Geert Lovink, Ph.D.
Associate Professor of Media Theory
University of Amsterdam
Professor at Amsterdam Polytechnic/ Hogeschool van Amsterdam
Born in 1959 in Amsterdam
Studied Political Science and English at the University of Amsterdam
and at the University of Melbourne
Project
Critical Issues in Global Internet Culture
My research resolves around the presumably "global" aspect of Internet culture. In Western cyberculture, the "global" nature of information technologies is often taken for granted. There is an obvious lack of reflection on what it exactly means when different cultures and highly unequal societies and regions get together online. Global often means little more than the exchange between a limited number of "cool" global cities where the Western "creative class" is located, such as Berlin, Melbourne, San Francisco or Barcelona. The Internet is reduced to what monolingual Anglo-American scholars can read. The fact that for a number of years already English has been a minority language has had little or no impact in new media representations. Case studies will revolve around topics such as Internet governance and the World Summit on the Information Society (WSIS), the rise of NGOs and so-called "global civil society", the developments in India and the Delhi-based new media center Sarai in particular and a number of general concepts such as "free cooperation" and "organized networks".Recommended Reading
Lovink, Geert. Dark Fiber: Tracking Critical Internet Culture. Cambrdige, MA: MIT Press, 2002.

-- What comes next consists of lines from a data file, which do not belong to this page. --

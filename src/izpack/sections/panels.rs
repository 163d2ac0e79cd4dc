//! Installer panels (`<panels>`).

use super::os::OsConstraints;
use crate::izpack::{
    error::{Error, Result},
    markup::{Element, WithAttributes},
    section::{Extensions, FieldStore, RenderContext, Section},
};

/// When a panel action runs.
#[derive(Clone, Copy, Debug, Eq, PartialEq, serde::Deserialize)]
#[serde(rename_all = "lowercase")]
pub enum ActionStage {
    /// Before the panel is constructed.
    PreConstruct,
    /// Before the panel is shown.
    PreActivate,
    /// Before the panel validates its input.
    PreValidate,
    /// After the panel validated its input.
    PostValidate,
}

impl ActionStage {
    /// Descriptor token.
    pub fn as_str(self) -> &'static str {
        match self {
            Self::PreConstruct => "preconstruct",
            Self::PreActivate => "preactivate",
            Self::PreValidate => "prevalidate",
            Self::PostValidate => "postvalidate",
        }
    }
}

/// A single installer panel.
///
/// # Examples
///
/// ```
/// use kodegen_bundler_izpack::izpack::Panel;
///
/// let panel = Panel::new("TargetPanel").with_id("target");
/// assert_eq!(panel.classname(), "TargetPanel");
/// ```
#[derive(Clone, Debug, PartialEq, Eq)]
pub struct Panel {
    classname: String,
    id: Option<String>,
    jar: Option<String>,
    condition: Option<String>,
    os: OsConstraints,
    help: Vec<(String, String)>,
    validators: Vec<String>,
    actions: Vec<(ActionStage, String)>,
}

impl Panel {
    /// Panel implemented by `classname`.
    pub fn new(classname: impl Into<String>) -> Self {
        Self {
            classname: classname.into(),
            id: None,
            jar: None,
            condition: None,
            os: OsConstraints::new(),
            help: Vec::new(),
            validators: Vec::new(),
            actions: Vec::new(),
        }
    }

    /// Panel id referenced by conditions and user input specs.
    pub fn with_id(mut self, id: impl Into<String>) -> Self {
        self.id = Some(id.into());
        self
    }

    /// Jar holding a custom panel class.
    pub fn with_jar(mut self, jar: impl Into<String>) -> Self {
        self.jar = Some(jar.into());
        self
    }

    /// Condition id gating the panel.
    pub fn with_condition(mut self, condition: impl Into<String>) -> Self {
        self.condition = Some(condition.into());
        self
    }

    /// Restricts the panel to `os`.
    pub fn with_os(mut self, os: OsConstraints) -> Self {
        self.os = os;
        self
    }

    /// Adds a help page for language `iso3`.
    pub fn with_help(mut self, iso3: impl Into<String>, src: impl Into<String>) -> Self {
        self.help.push((iso3.into(), src.into()));
        self
    }

    /// Adds a data validator class.
    pub fn with_validator(mut self, classname: impl Into<String>) -> Self {
        self.validators.push(classname.into());
        self
    }

    /// Adds a panel action class run at `stage`.
    pub fn with_action(mut self, stage: ActionStage, classname: impl Into<String>) -> Self {
        self.actions.push((stage, classname.into()));
        self
    }

    /// Panel class name.
    pub fn classname(&self) -> &str {
        &self.classname
    }

    /// Panel id.
    pub fn id(&self) -> Option<&str> {
        self.id.as_deref()
    }

    /// Renders the `<panel>` element.
    pub fn render(&self) -> Result<Element> {
        if self.classname.trim().is_empty() {
            return Err(Error::MissingField {
                section: "panel".into(),
                field: "classname".into(),
            });
        }

        let mut panel = Element::new("panel")
            .with_attr("classname", &self.classname)
            .with_attr("id", self.id.as_deref())
            .with_attr("jar", self.jar.as_deref())
            .with_attr("condition", self.condition.as_deref());

        self.os.render_into(&mut panel);
        panel.extend(self.help.iter().map(|(iso3, src)| {
            Element::new("help")
                .with_attr("iso3", iso3)
                .with_attr("src", src)
        }));
        panel.extend(
            self.validators
                .iter()
                .map(|classname| Element::new("validator").with_attr("classname", classname)),
        );
        if !self.actions.is_empty() {
            let mut actions = Element::new("actions");
            actions.extend(self.actions.iter().map(|(stage, classname)| {
                Element::new("action")
                    .with_attr("stage", stage.as_str())
                    .with_attr("classname", classname)
            }));
            panel.push(actions);
        }

        Ok(panel)
    }
}

/// The `<panels>` section: panels in the order the installer shows them.
#[derive(Clone, Debug)]
pub struct Panels {
    fields: FieldStore,
    extensions: Extensions,
    panels: Vec<Panel>,
}

impl Default for Panels {
    fn default() -> Self {
        Self {
            fields: FieldStore::new(Self::KIND),
            extensions: Extensions::new(),
            panels: Vec::new(),
        }
    }
}

impl Panels {
    /// Creates an empty panels section.
    pub fn new() -> Self {
        Self::default()
    }

    /// Appends a panel.
    pub fn add(&mut self, panel: Panel) -> &mut Self {
        self.panels.push(panel);
        self
    }

    /// Panels in display order.
    pub fn panels(&self) -> &[Panel] {
        &self.panels
    }
}

impl Section for Panels {
    const KIND: &'static str = "panels";

    fn fields(&self) -> &FieldStore {
        &self.fields
    }

    fn fields_mut(&mut self) -> &mut FieldStore {
        &mut self.fields
    }

    fn extensions(&self) -> &Extensions {
        &self.extensions
    }

    fn extensions_mut(&mut self) -> &mut Extensions {
        &mut self.extensions
    }

    fn render_body(&self, _ctx: &RenderContext) -> Result<Element> {
        let mut panels = Element::new(Self::KIND);
        for panel in &self.panels {
            panels.push(panel.render()?);
        }
        Ok(panels)
    }
}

-. Uncanny Networks. Cambridge, MA: MIT Press, 2002.
-. My First Recession: Critical Internet Culture in Transition. Rotterdam:
V2-/Nai, 2003.
Colloquium, 28.03.2006
Blogging, the Nihilist Impulse
The opening essay that I have written for my upcoming book (Routledge New York, 2007) aims to formulate a theory of blogs beyond the 'citizen journalism' rhetoric. This book that I hope to finish during my stay at Wiko, will be volume III of a series on critical Internet culture. Earlier titles were Dark Fiber (MIT Press, 2002) and My First Recession (V2-NAi, 2003). In my talk I will outline where we are in terms of the uptake and use of the Internet, worldwide. I distinguish three phases: 1. The academic, pre-commercial, text-only period before the World Wide Web. 2. The euphoric, speculative period in which the Internet opened up for the general audience, culminating in the late nineties dotcommania. 3. Post-dotcom crash/post 9-11 period, which is now coming to a close with the current so-called 'Web 2.0' hype.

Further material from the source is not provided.